=== INFORMATION ===
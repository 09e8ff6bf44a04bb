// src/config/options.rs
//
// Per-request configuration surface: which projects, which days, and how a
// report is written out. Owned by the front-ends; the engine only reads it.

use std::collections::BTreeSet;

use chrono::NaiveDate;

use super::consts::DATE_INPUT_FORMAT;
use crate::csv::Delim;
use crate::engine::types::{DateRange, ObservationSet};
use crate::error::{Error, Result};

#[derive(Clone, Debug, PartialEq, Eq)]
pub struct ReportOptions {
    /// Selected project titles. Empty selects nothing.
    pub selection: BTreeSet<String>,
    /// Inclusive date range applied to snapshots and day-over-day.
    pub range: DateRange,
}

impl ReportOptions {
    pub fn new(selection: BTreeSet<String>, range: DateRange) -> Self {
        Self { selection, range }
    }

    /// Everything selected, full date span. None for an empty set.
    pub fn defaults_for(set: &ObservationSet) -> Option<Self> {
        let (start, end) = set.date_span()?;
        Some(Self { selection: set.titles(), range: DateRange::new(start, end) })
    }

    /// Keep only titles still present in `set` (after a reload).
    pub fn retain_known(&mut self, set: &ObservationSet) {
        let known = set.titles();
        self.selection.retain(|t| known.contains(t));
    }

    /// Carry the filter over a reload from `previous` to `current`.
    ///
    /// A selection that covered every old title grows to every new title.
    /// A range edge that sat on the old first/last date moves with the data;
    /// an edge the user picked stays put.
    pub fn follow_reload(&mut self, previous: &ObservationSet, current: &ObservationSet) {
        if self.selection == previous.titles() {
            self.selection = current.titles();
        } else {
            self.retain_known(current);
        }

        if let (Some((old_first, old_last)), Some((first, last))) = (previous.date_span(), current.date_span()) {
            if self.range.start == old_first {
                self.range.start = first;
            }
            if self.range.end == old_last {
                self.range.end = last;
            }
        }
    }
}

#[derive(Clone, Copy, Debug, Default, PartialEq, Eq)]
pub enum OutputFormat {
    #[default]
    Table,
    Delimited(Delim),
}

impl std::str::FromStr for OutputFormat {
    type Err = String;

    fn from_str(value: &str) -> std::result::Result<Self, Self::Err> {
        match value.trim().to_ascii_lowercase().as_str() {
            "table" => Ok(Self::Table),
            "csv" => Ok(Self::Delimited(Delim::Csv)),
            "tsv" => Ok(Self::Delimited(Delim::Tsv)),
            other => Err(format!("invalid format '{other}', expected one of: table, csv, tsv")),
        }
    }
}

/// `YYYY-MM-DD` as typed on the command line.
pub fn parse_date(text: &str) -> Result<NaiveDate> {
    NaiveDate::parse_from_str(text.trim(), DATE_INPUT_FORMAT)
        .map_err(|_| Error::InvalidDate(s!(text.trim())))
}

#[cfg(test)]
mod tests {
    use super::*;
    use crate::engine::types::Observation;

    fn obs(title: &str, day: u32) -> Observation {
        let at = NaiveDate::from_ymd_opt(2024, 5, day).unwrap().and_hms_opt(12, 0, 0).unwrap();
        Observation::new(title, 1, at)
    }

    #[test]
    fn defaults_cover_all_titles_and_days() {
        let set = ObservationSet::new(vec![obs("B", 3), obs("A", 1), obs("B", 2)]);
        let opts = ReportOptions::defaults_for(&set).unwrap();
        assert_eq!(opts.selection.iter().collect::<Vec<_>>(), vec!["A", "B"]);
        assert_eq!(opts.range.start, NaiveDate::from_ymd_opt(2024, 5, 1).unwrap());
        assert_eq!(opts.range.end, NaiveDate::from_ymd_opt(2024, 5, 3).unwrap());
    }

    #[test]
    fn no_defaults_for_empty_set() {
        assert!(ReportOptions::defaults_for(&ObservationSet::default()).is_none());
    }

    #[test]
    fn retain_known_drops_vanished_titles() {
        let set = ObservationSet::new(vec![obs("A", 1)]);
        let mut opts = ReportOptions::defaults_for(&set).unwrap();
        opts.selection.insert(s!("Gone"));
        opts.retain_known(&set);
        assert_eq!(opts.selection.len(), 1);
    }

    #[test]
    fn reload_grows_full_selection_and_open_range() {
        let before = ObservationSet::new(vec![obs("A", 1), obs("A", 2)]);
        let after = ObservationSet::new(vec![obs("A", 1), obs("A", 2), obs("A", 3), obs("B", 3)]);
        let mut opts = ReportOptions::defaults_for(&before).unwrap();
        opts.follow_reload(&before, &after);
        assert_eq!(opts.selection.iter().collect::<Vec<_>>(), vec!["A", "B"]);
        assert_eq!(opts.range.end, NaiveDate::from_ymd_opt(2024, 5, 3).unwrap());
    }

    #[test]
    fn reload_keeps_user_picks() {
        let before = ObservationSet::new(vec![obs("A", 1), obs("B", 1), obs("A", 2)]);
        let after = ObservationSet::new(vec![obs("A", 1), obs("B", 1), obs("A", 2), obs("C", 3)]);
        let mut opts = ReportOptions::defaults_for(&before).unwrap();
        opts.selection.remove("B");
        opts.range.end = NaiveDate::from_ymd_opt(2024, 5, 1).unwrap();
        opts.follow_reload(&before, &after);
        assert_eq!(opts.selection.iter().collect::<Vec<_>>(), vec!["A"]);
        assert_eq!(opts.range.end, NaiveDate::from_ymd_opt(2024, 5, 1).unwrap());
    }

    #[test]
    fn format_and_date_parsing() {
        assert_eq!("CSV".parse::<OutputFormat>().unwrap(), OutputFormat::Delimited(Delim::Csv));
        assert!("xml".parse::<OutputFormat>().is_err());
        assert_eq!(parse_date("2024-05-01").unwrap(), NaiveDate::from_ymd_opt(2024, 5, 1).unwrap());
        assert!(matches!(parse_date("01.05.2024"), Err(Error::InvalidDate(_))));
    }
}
===
=== INFORMATION ===
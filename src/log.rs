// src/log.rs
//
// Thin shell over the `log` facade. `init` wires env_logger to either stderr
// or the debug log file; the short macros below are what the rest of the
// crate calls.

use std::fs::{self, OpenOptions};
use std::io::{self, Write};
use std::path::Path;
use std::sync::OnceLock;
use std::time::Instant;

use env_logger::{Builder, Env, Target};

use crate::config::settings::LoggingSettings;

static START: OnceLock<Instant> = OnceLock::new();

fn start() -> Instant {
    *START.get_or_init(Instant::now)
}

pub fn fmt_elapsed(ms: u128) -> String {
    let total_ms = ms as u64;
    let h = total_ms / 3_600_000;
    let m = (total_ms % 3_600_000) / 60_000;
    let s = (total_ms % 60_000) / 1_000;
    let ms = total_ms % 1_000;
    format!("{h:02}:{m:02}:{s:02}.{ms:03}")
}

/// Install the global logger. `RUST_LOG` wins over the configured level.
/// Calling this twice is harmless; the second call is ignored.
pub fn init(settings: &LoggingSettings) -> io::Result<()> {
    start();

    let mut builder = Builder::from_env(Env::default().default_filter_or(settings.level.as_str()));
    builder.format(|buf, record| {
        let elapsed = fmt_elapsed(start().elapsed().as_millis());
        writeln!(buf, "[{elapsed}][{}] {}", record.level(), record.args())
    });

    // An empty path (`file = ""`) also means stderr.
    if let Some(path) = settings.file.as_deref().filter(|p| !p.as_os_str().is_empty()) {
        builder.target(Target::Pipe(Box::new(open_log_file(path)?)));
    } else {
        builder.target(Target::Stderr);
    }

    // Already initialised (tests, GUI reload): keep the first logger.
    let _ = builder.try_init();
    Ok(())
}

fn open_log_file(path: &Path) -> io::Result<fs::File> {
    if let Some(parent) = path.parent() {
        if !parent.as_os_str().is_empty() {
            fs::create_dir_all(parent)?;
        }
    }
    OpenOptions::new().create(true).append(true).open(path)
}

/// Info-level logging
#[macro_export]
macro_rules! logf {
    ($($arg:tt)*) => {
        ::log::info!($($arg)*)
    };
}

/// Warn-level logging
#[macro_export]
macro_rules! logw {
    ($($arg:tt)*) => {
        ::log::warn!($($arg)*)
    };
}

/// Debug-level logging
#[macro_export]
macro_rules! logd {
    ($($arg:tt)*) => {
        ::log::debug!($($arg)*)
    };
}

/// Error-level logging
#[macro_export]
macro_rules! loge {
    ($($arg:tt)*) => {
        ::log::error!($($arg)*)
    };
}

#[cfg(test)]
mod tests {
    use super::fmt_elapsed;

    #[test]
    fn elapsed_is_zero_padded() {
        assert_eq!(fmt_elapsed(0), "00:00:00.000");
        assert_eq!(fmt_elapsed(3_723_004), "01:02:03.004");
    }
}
===
> **EXERCISE BRIEF**
The output should be exactly the lines above from the line containing "repository 09e8ff6bf44a04bb" to the line containing "use super::consts::DATE_INPUT_FORMAT;", inclusive, with no other lines.

> **TASK ANSWER**
repository 09e8ff6bf44a04bb
// src/config/options.rs
//
// Per-request configuration surface: which projects, which days, and how a
// report is written out. Owned by the front-ends; the engine only reads it.

use std::collections::BTreeSet;

use chrono::NaiveDate;

use super::consts::DATE_INPUT_FORMAT;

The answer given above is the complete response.